Eritrean government demands shutdown of evangelical churches
Eritrea, a secular North African state born in 1993 after a 30-year war for independence from neighboring Ethiopia, had previously been tolerant of all religions except Jehovah's Witnesses.
The Eritrean decree, dated May 21, contradicts the nation's reputation as a model of democracy and religious tolerance in Africa, but sources suggest that the order may have come as a response to pressure from the dominant Orthodox Church and/or outside Muslim forces hoping to quench evangelical fires.
The young nation's population is approximately 50 percent Sunni Muslim and 40 percent Orthodox Christian, while the remaining 10 percent includes only 2 percent Protestant, according to a 2001 report by the United States Commission on International Religious Freedom.
"The growth of evangelicalism is resented both by some Muslims in the country, many of whom are increasingly influenced by Islamic militant teachings from neighboring Sudan, Somalia and Yemen, and by more traditional conservative elements among the dominant Orthodox Church," according to a news release from the Barnabas Fund, a Christian charity that channels aid to more than 40 countries.
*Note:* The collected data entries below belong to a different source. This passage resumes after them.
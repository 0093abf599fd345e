//! Job data model: identifiers, options, status, history and the persisted record.
//!
//! A [`JobRecord`] is the full view of a job as stored by the scheduler engine:
//! identity (jid, queue, parent), payload (`data`), options, the mutable status
//! block and an append-only [`HistoryEntry`] log. Records travel between the
//! engine, the store client, bees and job handles unchanged.

use chrono::{DateTime, Utc};
use serde::{Deserialize, Serialize};
use serde_json::Value;
use std::{fmt, str::FromStr, time::Duration};
use uuid::Uuid;

/// Globally unique, time-ordered job identifier.
///
/// Jids are UUIDv7 values, so ordering two jids orders them by creation time
/// and the creation timestamp can be read back with [`Jid::created_at`].
///
/// # Examples
///
/// ```rust
/// use beehive::Jid;
///
/// let first = Jid::new();
/// let second = Jid::new();
/// assert!(first < second);
/// assert!(first.created_at().is_some());
///
/// let parsed: Jid = first.to_string().parse().unwrap();
/// assert_eq!(parsed, first);
/// ```
#[derive(Debug, Clone, Copy, PartialEq, Eq, Hash, PartialOrd, Ord, Serialize, Deserialize)]
#[serde(transparent)]
pub struct Jid(Uuid);

impl Jid {
    pub fn new() -> Self {
        Jid(Uuid::now_v7())
    }

    pub fn as_uuid(&self) -> &Uuid {
        &self.0
    }

    /// Creation time encoded in the identifier.
    pub fn created_at(&self) -> Option<DateTime<Utc>> {
        let (secs, nanos) = self.0.get_timestamp()?.to_unix();
        DateTime::from_timestamp(secs as i64, nanos)
    }
}

impl Default for Jid {
    fn default() -> Self {
        Self::new()
    }
}

impl fmt::Display for Jid {
    fn fmt(&self, f: &mut fmt::Formatter<'_>) -> fmt::Result {
        self.0.hyphenated().fmt(f)
    }
}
A large number of Eritrean soldiers were converted to evangelical faith during the long war with Ethiopia, where it is estimated that as many as 15 percent of the Christians have embraced a more evangelical approach to their faith. Orthodox Christians in Eritrea are wary of the potential spread of evangelical faith from Ethiopia.
According to the World Evangelical Alliance, the evangelical movement emerged in the Ethiopian Orthodox Church in the 1970s when five Orthodox believers began meeting together to read the Bible. The movement grew swiftly and incorporated evangelical themes into Orthodox liturgy.
Eventually it grew so large that is was expelled from the Orthodox Church and took on the name Reform Orthodox Church, a 70,000-plus body of believers that exhibits an evangelical emphasis while maintaining a connection to Orthodox roots.
Orthodox church authorities have reportedly grown increasingly uncomfortable with the challenge to their ancient traditional beliefs and practices posed by evangelicals within the Orthodox Church in Ethiopia, and perhaps Eritrea as well, according to the World Evangelical Alliance.
Yet another speculation is that the government may be moving to crack down on all "splinter groups," both Christian and Muslim, which could threaten the stability of the fragile democratic nation after a recent flare-up of the old war between Eritrea and Ethiopia.